Barack Obama Bond Cronyism MF Global Reality 


Presented without comment, merely to confirm that the market as we know it, no longer exists.

BCM Has Ceased Operations (source)
Posted by Ann Barnhardt - November 17, AD 2011 10:27 AM MST
Dear Clients, Industry Colleagues and Friends of Barnhardt Capital Management,

It is with regret and unflinching moral certainty that I announce that Barnhardt Capital Management has ceased operations. After six years of operating as an independent introducing brokerage, and eight years of employment as a broker before that, I found myself, this morning, for the first time since I was 20 years old, watching the futures and options markets open not as a participant, but as a mere spectator.

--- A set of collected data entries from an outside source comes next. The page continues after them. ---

//! Token endpoint wire types.
//!
//! # Supported Grant Types
//!
//! - `authorization_code` - exchange an authorization code for tokens
//! - `refresh_token` - rotate a refresh token for a new access token

use serde::{Deserialize, Serialize};
use std::fmt;

use crate::AuthError;

/// Token request parameters (form-encoded).
///
/// Which fields are required depends on `grant_type`:
///
/// - `authorization_code`: `code`, `redirect_uri`, and `code_verifier` if
///   PKCE was negotiated
/// - `refresh_token`: `refresh_token`, optionally a narrower `scope`
///
/// Clients authenticate with HTTP Basic (not in this struct), with
/// `client_id` + `client_secret` in the body, or, for public clients, with
/// `client_id` alone.
#[derive(Debug, Clone, Default, Deserialize)]
pub struct TokenRequest {
    #[serde(default)]
    pub grant_type: String,

    #[serde(default)]
    pub code: Option<String>,

    #[serde(default)]
    pub redirect_uri: Option<String>,

    #[serde(default)]
    pub code_verifier: Option<String>,

    #[serde(default)]
    pub client_id: Option<String>,

    #[serde(default)]
    pub client_secret: Option<String>,

    #[serde(default)]
    pub refresh_token: Option<String>,

    #[serde(default)]
    pub scope: Option<String>,
}

/// Successful token response.
///
/// ```json
/// {
///   "access_token": "eyJhbGciOiJSUzI1NiIs...",
///   "token_type": "Bearer",
///   "expires_in": 3600,
///   "scope": "openid profile",
///   "id_token": "eyJhbGciOiJSUzI1NiIs..."
/// }
/// ```
#[derive(Debug, Clone, Serialize, Deserialize, PartialEq)]
pub struct TokenResponse {
    pub access_token: String,

    /// Always `"Bearer"`.
    pub token_type: String,

    /// Access token lifetime in seconds.
    pub expires_in: u64,

    /// Granted scopes, space-separated.
    pub scope: String,

    #[serde(default, skip_serializing_if = "Option::is_none")]
    pub refresh_token: Option<String>,

    #[serde(default, skip_serializing_if = "Option::is_none")]
    pub id_token: Option<String>,
}

impl TokenResponse {
    #[must_use]
    pub fn new(access_token: String, expires_in: u64, scope: String) -> Self {
        Self {
            access_token,
            token_type: "Bearer".to_string(),
            expires_in,
            scope,
            refresh_token: None,
            id_token: None,
        }
    }

    #[must_use]
    pub fn with_refresh_token(mut self, token: String) -> Self {
        self.refresh_token = Some(token);
        self
    }

    #[must_use]
    pub fn with_id_token(mut self, token: String) -> Self {
        self.id_token = Some(token);
        self
    }
}

/// Token error response body.
#[derive(Debug, Clone, Serialize, Deserialize, PartialEq)]
pub struct TokenError {
    pub error: TokenErrorCode,

    #[serde(default, skip_serializing_if = "Option::is_none")]
    pub error_description: Option<String>,
}

impl TokenError {
    #[must_use]
    pub fn new(error: TokenErrorCode) -> Self {
        Self {
            error,
            error_description: None,
        }
    }

    #[must_use]
    pub fn with_description(error: TokenErrorCode, description: impl Into<String>) -> Self {
        Self {
            error,
            error_description: Some(description.into()),
        }
    }

    #[must_use]
    pub fn invalid_request(description: impl Into<String>) -> Self {
        Self::with_description(TokenErrorCode::InvalidRequest, description)
    }

    #[must_use]
    pub fn unsupported_grant_type(description: impl Into<String>) -> Self {
        Self::with_description(TokenErrorCode::UnsupportedGrantType, description)
    }
}

impl From<&AuthError> for TokenError {
    /// Server-side failures get a generic description; the detail is logged.
    fn from(error: &AuthError) -> Self {
        let code = TokenErrorCode::from_auth_error(error);
        match code {
            TokenErrorCode::ServerError => Self::with_description(code, "internal error"),
            TokenErrorCode::TemporarilyUnavailable => {
                Self::with_description(code, "service temporarily unavailable, retry later")
            }
            _ => Self::with_description(code, error.to_string()),
        }
    }
}

/// Token endpoint error codes (RFC 6749 §5.2, plus the two server codes).
#[derive(Debug, Clone, Copy, PartialEq, Eq, Hash, Serialize, Deserialize)]
#[serde(rename_all = "snake_case")]
pub enum TokenErrorCode {
    InvalidRequest,
    InvalidClient,
    InvalidGrant,
    UnauthorizedClient,
    UnsupportedGrantType,
    InvalidScope,
    ServerError,
    TemporarilyUnavailable,
}

impl TokenErrorCode {
    #[must_use]
    pub fn as_str(&self) -> &'static str {
        match self {
            Self::InvalidRequest => "invalid_request",
            Self::InvalidClient => "invalid_client",
            Self::InvalidGrant => "invalid_grant",
            Self::UnauthorizedClient => "unauthorized_client",
            Self::UnsupportedGrantType => "unsupported_grant_type",
            Self::InvalidScope => "invalid_scope",
            Self::ServerError => "server_error",
            Self::TemporarilyUnavailable => "temporarily_unavailable",
        }
    }

    #[must_use]
    pub fn from_auth_error(error: &AuthError) -> Self {
        match error.oauth_error_code() {
            "invalid_client" => Self::InvalidClient,
            "invalid_grant" => Self::InvalidGrant,
            "unauthorized_client" => Self::UnauthorizedClient,
            "unsupported_grant_type" => Self::UnsupportedGrantType,
            "invalid_scope" => Self::InvalidScope,
            "temporarily_unavailable" => Self::TemporarilyUnavailable,
            "server_error" => Self::ServerError,
            _ => Self::InvalidRequest,
        }
    }

    /// HTTP status for a token error response.
    #[must_use]
    pub fn http_status(&self) -> u16 {
        match self {
            Self::InvalidClient => 401,
            Self::ServerError => 500,
            Self::TemporarilyUnavailable => 503,
            _ => 400,
        }
    }
}

impl fmt::Display for TokenErrorCode {
    fn fmt(&self, f: &mut fmt::Formatter<'_>) -> fmt::Result {
        f.write_str(self.as_str())
    }
}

The reason for my decision to pull the plug was excruciatingly simple: I could no longer tell my clients that their monies and positions were safe in the futures and options markets – because they are not. And this goes not just for my clients, but for every futures and options account in the United States. The entire system has been utterly destroyed by the MF Global collapse. Given this sad reality, I could not in good conscience take one more step as a commodity broker, soliciting trades that I knew were unsafe or holding funds that I knew to be in jeopardy.

The futures markets are very highly-leveraged and thus require an exceptionally firm base upon which to function. That base was the sacrosanct segregation of customer funds from clearing firm capital, with additional emergency financial backing provided by the exchanges themselves. Up until a few weeks ago, that base existed, and had worked flawlessly. Firms came and went, with some imploding in spectacular fashion. Whenever a firm failure happened, the customer funds were intact and the exchanges would step in to backstop everything and keep customers 100% liquid – even as their clearing firm collapsed and was quickly replaced by another firm within the system.

Everything changed just a few short weeks ago. A firm, led by a crony of the Obama regime, stole all of the non-margined cash held by customers of his firm. Let’s not sugar-coat this or make this crime seem “complex” and “abstract” by drowning ourselves in six-dollar words and uber-technical jargon. Jon Corzine STOLE the customer cash at MF Global. Knowing Jon Corzine, and knowing the abject lawlessness and contempt for humanity of the Marxist Obama regime and its cronies, this is not really a surprise. What was a surprise was the reaction of the exchanges and regulators. Their reaction has been to take a bad situation and make it orders of magnitude worse. Specifically, they froze customers out of their accounts WHILE THE MARKETS CONTINUED TO TRADE, refusing to even allow them to liquidate. This is unfathomable. The risk exposure precedent that has been set is completely intolerable and has destroyed the entire industry paradigm. No informed person can continue to engage these markets, and no moral person can continue to broker or facilitate customer engagement in what is now a massive game of Russian Roulette.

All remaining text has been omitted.